• TASK REQUIREMENTS: The line containing "let mut body = Map::new();" marks where to begin. Write out that line and every line after it exactly, through the last line below.

• EXTRACTED DATA:
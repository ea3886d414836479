use axum::{
    Json, Router,
    extract::State,
    http::StatusCode,
    response::{IntoResponse, Response},
    routing::get,
};
use core_config::AppInfo;
use futures::future::join_all;
use serde::Serialize;
use serde_json::{Map, Value, json};
use std::future::Future;
use std::pin::Pin;

#[derive(Serialize)]
pub struct HealthResponse {
    pub status: &'static str,
    pub name: &'static str,
    pub version: &'static str,
}

/// A boxed future for health checks with a string error
pub type HealthCheckFuture<'a> = Pin<Box<dyn Future<Output = Result<(), String>> + Send + 'a>>;

/// Runs named checks concurrently.
///
/// The body is `{"status": "ready" | "not ready", "<name>": "connected" | "disconnected", ...}`;
/// any failure turns the status into 503.
pub async fn run_health_checks(
    checks: Vec<(&str, HealthCheckFuture<'_>)>,
) -> Result<(StatusCode, Json<Value>), (StatusCode, Json<Value>)> {
    let names: Vec<_> = checks.iter().map(|(name, _)| *name).collect();
    let futures: Vec<_> = checks.into_iter().map(|(_, check)| check).collect();
    let results = join_all(futures).await;

    let mut body = Map::new();
    let mut all_healthy = true;

    for (name, result) in names.into_iter().zip(results) {
        let state = match result {
            Ok(()) => "connected",
            Err(e) => {
                tracing::error!("Readiness check failed: {} error: {:?}", name, e);
                all_healthy = false;
                "disconnected"
            }
        };
        body.insert(name.to_string(), json!(state));
    }

    body.insert(
        "status".to_string(),
        json!(if all_healthy { "ready" } else { "not ready" }),
    );

    if all_healthy {
        Ok((StatusCode::OK, Json(Value::Object(body))))
    } else {
        Err((StatusCode::SERVICE_UNAVAILABLE, Json(Value::Object(body))))
    }
}

pub async fn health_handler(State(app): State<AppInfo>) -> Response {
    let response = HealthResponse {
        status: "healthy",
        name: app.name,
        version: app.version,
    };

    (StatusCode::OK, Json(response)).into_response()
}

/// Liveness endpoint at `/health` reporting the app name and version.
pub fn health_router(app_info: AppInfo) -> Router {
    Router::new()
        .route("/health", get(health_handler))
        .with_state(app_info)
}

• WRITTEN RESPONSE:
    let mut body = Map::new();
    let mut all_healthy = true;

    for (name, result) in names.into_iter().zip(results) {
        let state = match result {
            Ok(()) => "connected",
            Err(e) => {
                tracing::error!("Readiness check failed: {} error: {:?}", name, e);
                all_healthy = false;
                "disconnected"
            }
        };
        body.insert(name.to_string(), json!(state));
    }

    body.insert(
        "status".to_string(),
        json!(if all_healthy { "ready" } else { "not ready" }),
    );

    if all_healthy {
        Ok((StatusCode::OK, Json(Value::Object(body))))
    } else {
        Err((StatusCode::SERVICE_UNAVAILABLE, Json(Value::Object(body))))
    }
}

pub async fn health_handler(State(app): State<AppInfo>) -> Response {
    let response = HealthResponse {
        status: "healthy",
        name: app.name,
        version: app.version,
    };

    (StatusCode::OK, Json(response)).into_response()
}

/// Liveness endpoint at `/health` reporting the app name and version.
pub fn health_router(app_info: AppInfo) -> Router {
    Router::new()
        .route("/health", get(health_handler))
        .with_state(app_info)
}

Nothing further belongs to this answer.